25Zu den Anforderungen an die Regionalplanung hat das Bundesverwaltungsgericht in seinem Urteil vom 13. März 2003 (BVerwG 4 C 4.02 , NVwZ 2003, 738) ausgeführt:

“§ 35 Abs. 3 Satz 3 BauGB stellt die Errichtung von Windenergieanlagen (sowie anderer Vorhaben nach § 35 Abs. 1 Nr. 2 bis 6 BauGB) im gemeindlichen Außenbereich unter einen Planungsvorbehalt, der sich an die Gemeinden als Träger der Flächennutzungsplanung und an die Träger der Raumordnungsplanung, insbesondere der Regionalplanung, richtet.

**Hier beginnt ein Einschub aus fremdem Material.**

//! spec.md §8 S3 — a read transaction's view is frozen at its pin revision.

use mavibot::{ByteArrayCodec, OpenOptions, U64Codec};

#[test]
fn read_txn_does_not_see_later_commits() {
    let manager = OpenOptions::new().open_anon().unwrap();
    manager.create_tree("s3", "u64", "bytes", false, 4).unwrap();
    let tree = manager.tree::<u64, String, U64Codec, ByteArrayCodec>("s3").unwrap();

    let mut setup = manager.begin_write().unwrap();
    for (k, v) in [(10u64, "a"), (20, "b"), (30, "c")] {
        tree.insert(&mut setup, &k, &v.to_string()).unwrap();
    }
    setup.commit().unwrap();

    let r1 = manager.begin_read().unwrap();

    let mut writer = manager.begin_write().unwrap();
    tree.insert(&mut writer, &40u64, &"d".to_string()).unwrap();
    writer.commit().unwrap();

    let mut cursor = tree.browse(&r1, None).unwrap();
    let mut out = Vec::new();
    while let Some(pair) = cursor.next().unwrap() {
        out.push(pair);
    }
    assert_eq!(
        out,
        vec![(10, "a".to_string()), (20, "b".to_string()), (30, "c".to_string())]
    );
    drop(cursor);
    r1.close();

    let r2 = manager.begin_read().unwrap();
    let mut cursor = tree.browse(&r2, None).unwrap();
    let mut out = Vec::new();
    while let Some(pair) = cursor.next().unwrap() {
        out.push(pair);
    }
    assert_eq!(
        out,
        vec![
            (10, "a".to_string()),
            (20, "b".to_string()),
            (30, "c".to_string()),
            (40, "d".to_string()),
        ]
    );
}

Der Planungsvorbehalt setzt gebietsbezogene Festlegungen des Plangebers über die Konzentration von Windenergieanlagen an bestimmten Standorten voraus, durch die zugleich ein Ausschluss der Anlagen an anderer Stelle im Plangebiet angestrebt und festgeschrieben wird. § 35 Abs. 3 Satz 3 BauGB verleiht derartigen Festlegungen rechtliche Außenwirkung gegenüber dem Bauantragsteller mit der Folge, dass Vorhaben außerhalb der Konzentrationszonen in der Regel unzulässig sind.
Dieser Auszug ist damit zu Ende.